use serde::{Deserialize, Serialize};
use std::fmt;
use std::str::FromStr;

use crate::errors::GameError;

/// One of the three hand shapes a participant can throw in a round.
#[derive(Debug, Copy, Clone, Eq, PartialEq, Hash, Ord, PartialOrd, Serialize, Deserialize)]
#[serde(rename_all = "lowercase")]
pub enum Move {
    /// Rock (✊), crushes scissors
    Rock,
    /// Paper (✋), covers rock
    Paper,
    /// Scissors (✌), cut paper
    Scissors,
}

impl Move {
    /// Returns `true` when `self` defeats `other`.
    pub fn beats(self, other: Move) -> bool {
        matches!(
            (self, other),
            (Move::Rock, Move::Scissors) | (Move::Paper, Move::Rock) | (Move::Scissors, Move::Paper)
        )
    }

    /// Lower-case token accepted at the input boundary.
    pub fn as_str(self) -> &'static str {
        match self {
            Move::Rock => "rock",
            Move::Paper => "paper",
            Move::Scissors => "scissors",
        }
    }

    pub fn from_index(i: usize) -> Move {
        match i % 3 {
            0 => Move::Rock,
            1 => Move::Paper,
            _ => Move::Scissors,
        }
    }
}

pub fn all_moves() -> [Move; 3] {
    [Move::Rock, Move::Paper, Move::Scissors]
}

impl fmt::Display for Move {
    fn fmt(&self, f: &mut fmt::Formatter<'_>) -> fmt::Result {
        f.write_str(&self.as_str().to_ascii_uppercase())
    }
}

/// Parses a move token case-insensitively, ignoring surrounding whitespace.
///
/// ```
/// use rochambeau_engine::moves::Move;
///
/// assert_eq!("ROCK".parse::<Move>(), Ok(Move::Rock));
/// assert_eq!(" scissors\n".parse::<Move>(), Ok(Move::Scissors));
/// assert!("lizard".parse::<Move>().is_err());
/// ```
impl FromStr for Move {
    type Err = GameError;

    fn from_str(s: &str) -> Result<Self, Self::Err> {
        match s.trim().to_ascii_lowercase().as_str() {
            "rock" => Ok(Move::Rock),
            "paper" => Ok(Move::Paper),
            "scissors" => Ok(Move::Scissors),
            _ => Err(GameError::InvalidMoveToken(s.trim().to_string())),
        }
    }
}

/// Result of comparing the player's move against the computer's.
#[derive(Debug, Copy, Clone, Eq, PartialEq, Hash, Serialize, Deserialize)]
#[serde(rename_all = "snake_case")]
pub enum Outcome {
    PlayerWins,
    ComputerWins,
    Tie,
}

impl Outcome {
    /// Headline shown under the two moves in a round report.
    pub fn headline(self) -> &'static str {
        match self {
            Outcome::PlayerWins => "YOU WIN this round!",
            Outcome::ComputerWins => "COMPUTER WINS this round!",
            Outcome::Tie => "It's a TIE!",
        }
    }

    pub fn emoji(self) -> &'static str {
        match self {
            Outcome::PlayerWins => "🎉",
            Outcome::ComputerWins => "🤖",
            Outcome::Tie => "🤝",
        }
    }

    pub fn as_str(self) -> &'static str {
        match self {
            Outcome::PlayerWins => "player",
            Outcome::ComputerWins => "computer",
            Outcome::Tie => "tie",
        }
    }
}

impl fmt::Display for Outcome {
    fn fmt(&self, f: &mut fmt::Formatter<'_>) -> fmt::Result {
        f.write_str(self.as_str())
    }
}

#[cfg(test)]
mod tests {
    use super::*;

    #[test]
    fn parse_is_case_insensitive() {
        for token in ["rock", "Rock", "ROCK", "rOcK"] {
            assert_eq!(token.parse::<Move>().unwrap(), Move::Rock);
        }
        assert_eq!("PaPeR".parse::<Move>().unwrap(), Move::Paper);
    }

    #[test]
    fn parse_rejects_unknown_tokens() {
        let err = "spock".parse::<Move>().unwrap_err();
        assert_eq!(err, GameError::InvalidMoveToken("spock".to_string()));
        assert!("".parse::<Move>().is_err());
        assert!("rocks".parse::<Move>().is_err());
    }

    #[test]
    fn display_is_upper_case() {
        assert_eq!(Move::Scissors.to_string(), "SCISSORS");
    }

    #[test]
    fn from_index_wraps() {
        assert_eq!(Move::from_index(0), Move::Rock);
        assert_eq!(Move::from_index(4), Move::Paper);
        assert_eq!(Move::from_index(2), Move::Scissors);
    }

    #[test]
    fn each_move_beats_exactly_one_other() {
        for m in all_moves() {
            let wins = all_moves().iter().filter(|&&o| m.beats(o)).count();
            assert_eq!(wins, 1, "{m} should beat exactly one move");
            assert!(!m.beats(m));
        }
    }
}
use rochambeau_engine::errors::GameError;
use rochambeau_engine::report::Screen;
use rochambeau_engine::round::RoundController;
use std::collections::HashMap;
use std::sync::{Arc, Mutex, RwLock};
use std::time::{Duration, Instant};
use thiserror::Error;
use uuid::Uuid;

pub type GameId = String;

const DEFAULT_GAME_TTL: Duration = Duration::from_secs(30 * 60);

/// One browser tab's game: its round controller and the screen last shown.
#[derive(Debug)]
pub struct GameSession {
    id: GameId,
    seed: u64,
    state: Mutex<SessionState>,
    last_active: Mutex<Instant>,
}

#[derive(Debug)]
struct SessionState {
    controller: RoundController,
    screen: Screen,
}

impl GameSession {
    fn new(id: GameId, mut controller: RoundController) -> Self {
        let seed = controller.seed();
        // the page's load hook: a fresh game always starts from the ready screen
        let screen = controller.reset_round();
        Self {
            id,
            seed,
            state: Mutex::new(SessionState { controller, screen }),
            last_active: Mutex::new(Instant::now()),
        }
    }

    pub fn id(&self) -> &GameId {
        &self.id
    }

    pub fn seed(&self) -> u64 {
        self.seed
    }

    fn screen(&self) -> Result<Screen, SessionError> {
        let guard = self
            .state
            .lock()
            .map_err(|_| SessionError::StoragePoisoned)?;
        Ok(guard.screen)
    }

    fn play_round(&self, token: &str) -> Result<Screen, SessionError> {
        let mut guard = self
            .state
            .lock()
            .map_err(|_| SessionError::StoragePoisoned)?;
        let report = guard.controller.play_round(token)?;
        let screen = guard.controller.screen_for(report);
        guard.screen = screen;
        Ok(screen)
    }

    fn reset(&self) -> Result<Screen, SessionError> {
        let mut guard = self
            .state
            .lock()
            .map_err(|_| SessionError::StoragePoisoned)?;
        let screen = guard.controller.reset_round();
        guard.screen = screen;
        Ok(screen)
    }

    fn touch(&self) {
        if let Ok(mut guard) = self.last_active.lock() {
            *guard = Instant::now();
        }
    }

    fn is_expired(&self, ttl: Duration) -> bool {
        match self.last_active.lock() {
            Ok(last) => last.elapsed() >= ttl,
            Err(_) => false,
        }
    }

    #[cfg(test)]
    fn force_last_active(&self, at: Instant) {
        if let Ok(mut guard) = self.last_active.lock() {
            *guard = at;
        }
    }
}

/// Owns every live game, keyed by id. Each game is locked independently.
#[derive(Debug)]
pub struct SessionManager {
    games: RwLock<HashMap<GameId, Arc<GameSession>>>,
    game_ttl: Duration,
}

impl Default for SessionManager {
    fn default() -> Self {
        Self::new()
    }
}

impl SessionManager {
    pub fn new() -> Self {
        Self::with_ttl(DEFAULT_GAME_TTL)
    }

    pub fn with_ttl(ttl: Duration) -> Self {
        Self {
            games: RwLock::new(HashMap::new()),
            game_ttl: ttl,
        }
    }

    pub fn ttl(&self) -> Duration {
        self.game_ttl
    }

    /// Starts a game at 0 - 0 and returns its id with the ready screen.
    pub fn create_game(&self, seed: Option<u64>) -> Result<(GameId, Screen), SessionError> {
        let id = Uuid::new_v4().to_string();
        let controller = match seed {
            Some(seed) => RoundController::with_seed(seed),
            None => RoundController::from_entropy(),
        };
        let session = Arc::new(GameSession::new(id.clone(), controller));
        let screen = session.screen()?;

        {
            let mut guard = self
                .games
                .write()
                .map_err(|_| SessionError::StoragePoisoned)?;
            guard.insert(id.clone(), Arc::clone(&session));
        }

        tracing::info!(game_id = %id, seed = session.seed(), "game created");
        Ok((id, screen))
    }

    pub fn get_game(&self, id: &GameId) -> Result<Arc<GameSession>, SessionError> {
        let guard = self
            .games
            .read()
            .map_err(|_| SessionError::StoragePoisoned)?;
        guard
            .get(id)
            .cloned()
            .ok_or_else(|| SessionError::NotFound(id.clone()))
    }

    pub fn screen(&self, id: &GameId) -> Result<Screen, SessionError> {
        let session = self.live_game(id)?;
        session.screen()
    }

    /// Plays one round. An invalid token leaves the game exactly as it was.
    pub fn play_round(&self, id: &GameId, token: &str) -> Result<Screen, SessionError> {
        let session = self.live_game(id)?;
        let screen = session.play_round(token).inspect_err(|err| {
            tracing::debug!(game_id = %id, error = %err, "round rejected");
        })?;

        if let Screen::Played { report, score } = &screen {
            tracing::debug!(
                game_id = %id,
                round = report.round,
                player = %report.player_move.as_str(),
                computer = %report.computer_move.as_str(),
                winner = %report.outcome,
                player_score = score.player,
                computer_score = score.computer,
                "round played"
            );
        }
        Ok(screen)
    }

    pub fn reset(&self, id: &GameId) -> Result<Screen, SessionError> {
        let session = self.live_game(id)?;
        let screen = session.reset()?;
        tracing::debug!(game_id = %id, "game reset");
        Ok(screen)
    }

    pub fn delete_game(&self, id: &GameId) -> Result<(), SessionError> {
        match self.remove_game(id)? {
            Some(_) => {
                tracing::info!(game_id = %id, "game deleted");
                Ok(())
            }
            None => Err(SessionError::NotFound(id.clone())),
        }
    }

    pub fn cleanup_expired_games(&self) -> usize {
        let mut expired = Vec::new();
        {
            let mut guard = match self.games.write() {
                Ok(guard) => guard,
                Err(poisoned) => poisoned.into_inner(),
            };
            guard.retain(|id, session| {
                if session.is_expired(self.game_ttl) {
                    expired.push(id.clone());
                    false
                } else {
                    true
                }
            });
        }

        for id in &expired {
            tracing::info!(game_id = %id, "game expired");
        }
        expired.len()
    }

    pub fn active_games(&self) -> Vec<GameId> {
        match self.games.read() {
            Ok(guard) => guard.keys().cloned().collect(),
            Err(_) => Vec::new(),
        }
    }

    /// Looks up a game, dropping it if it idled past the TTL.
    fn live_game(&self, id: &GameId) -> Result<Arc<GameSession>, SessionError> {
        let session = self.get_game(id)?;
        if session.is_expired(self.game_ttl) {
            self.remove_game(id)?;
            tracing::info!(game_id = %id, "game expired");
            return Err(SessionError::Expired(id.clone()));
        }
        session.touch();
        Ok(session)
    }

    fn remove_game(&self, id: &GameId) -> Result<Option<Arc<GameSession>>, SessionError> {
        match self.games.write() {
            Ok(mut guard) => Ok(guard.remove(id)),
            Err(_) => Err(SessionError::StoragePoisoned),
        }
    }
}

#[derive(Debug, Error)]
pub enum SessionError {
    #[error("Game not found: {0}")]
    NotFound(GameId),
    #[error("Game expired: {0}")]
    Expired(GameId),
    #[error(transparent)]
    InvalidMove(#[from] GameError),
    #[error("Game storage poisoned")]
    StoragePoisoned,
}

impl crate::errors::IntoErrorResponse for SessionError {
    fn status_code(&self) -> warp::http::StatusCode {
        use warp::http::StatusCode;
        match self {
            SessionError::NotFound(_) => StatusCode::NOT_FOUND,
            SessionError::Expired(_) => StatusCode::GONE,
            SessionError::InvalidMove(_) => StatusCode::BAD_REQUEST,
            SessionError::StoragePoisoned => StatusCode::INTERNAL_SERVER_ERROR,
        }
    }

    fn error_code(&self) -> &'static str {
        match self {
            SessionError::NotFound(_) => "game_not_found",
            SessionError::Expired(_) => "game_expired",
            SessionError::InvalidMove(_) => "invalid_move",
            SessionError::StoragePoisoned => "game_storage_error",
        }
    }

    fn error_message(&self) -> String {
        self.to_string()
    }

    fn error_details(&self) -> Option<serde_json::Value> {
        match self {
            SessionError::NotFound(id) => Some(serde_json::json!({
                "game_id": id
            })),
            SessionError::Expired(id) => Some(serde_json::json!({
                "game_id": id,
                "reason": "Game expired due to inactivity"
            })),
            SessionError::InvalidMove(GameError::InvalidMoveToken(token)) => {
                Some(serde_json::json!({
                    "token": token,
                    "expected": ["rock", "paper", "scissors"]
                }))
            }
            SessionError::StoragePoisoned => None,
        }
    }

    fn severity(&self) -> crate::errors::ErrorSeverity {
        use crate::errors::ErrorSeverity;
        match self {
            SessionError::StoragePoisoned => ErrorSeverity::Critical,
            _ => ErrorSeverity::Client,
        }
    }
}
※ ※ ※
# Problem to work on
Print only the lines that run from the start of the listing to the line bearing "pub fn all_moves()"; please keep the first line and that last one, exactly as they appear.

# The answer
use serde::{Deserialize, Serialize};
use std::fmt;
use std::str::FromStr;

use crate::errors::GameError;

/// One of the three hand shapes a participant can throw in a round.
#[derive(Debug, Copy, Clone, Eq, PartialEq, Hash, Ord, PartialOrd, Serialize, Deserialize)]
#[serde(rename_all = "lowercase")]
pub enum Move {
    /// Rock (✊), crushes scissors
    Rock,
    /// Paper (✋), covers rock
    Paper,
    /// Scissors (✌), cut paper
    Scissors,
}

impl Move {
    /// Returns `true` when `self` defeats `other`.
    pub fn beats(self, other: Move) -> bool {
        matches!(
            (self, other),
            (Move::Rock, Move::Scissors) | (Move::Paper, Move::Rock) | (Move::Scissors, Move::Paper)
        )
    }

    /// Lower-case token accepted at the input boundary.
    pub fn as_str(self) -> &'static str {
        match self {
            Move::Rock => "rock",
            Move::Paper => "paper",
            Move::Scissors => "scissors",
        }
    }

    pub fn from_index(i: usize) -> Move {
        match i % 3 {
            0 => Move::Rock,
            1 => Move::Paper,
            _ => Move::Scissors,
        }
    }
}

pub fn all_moves() -> [Move; 3] {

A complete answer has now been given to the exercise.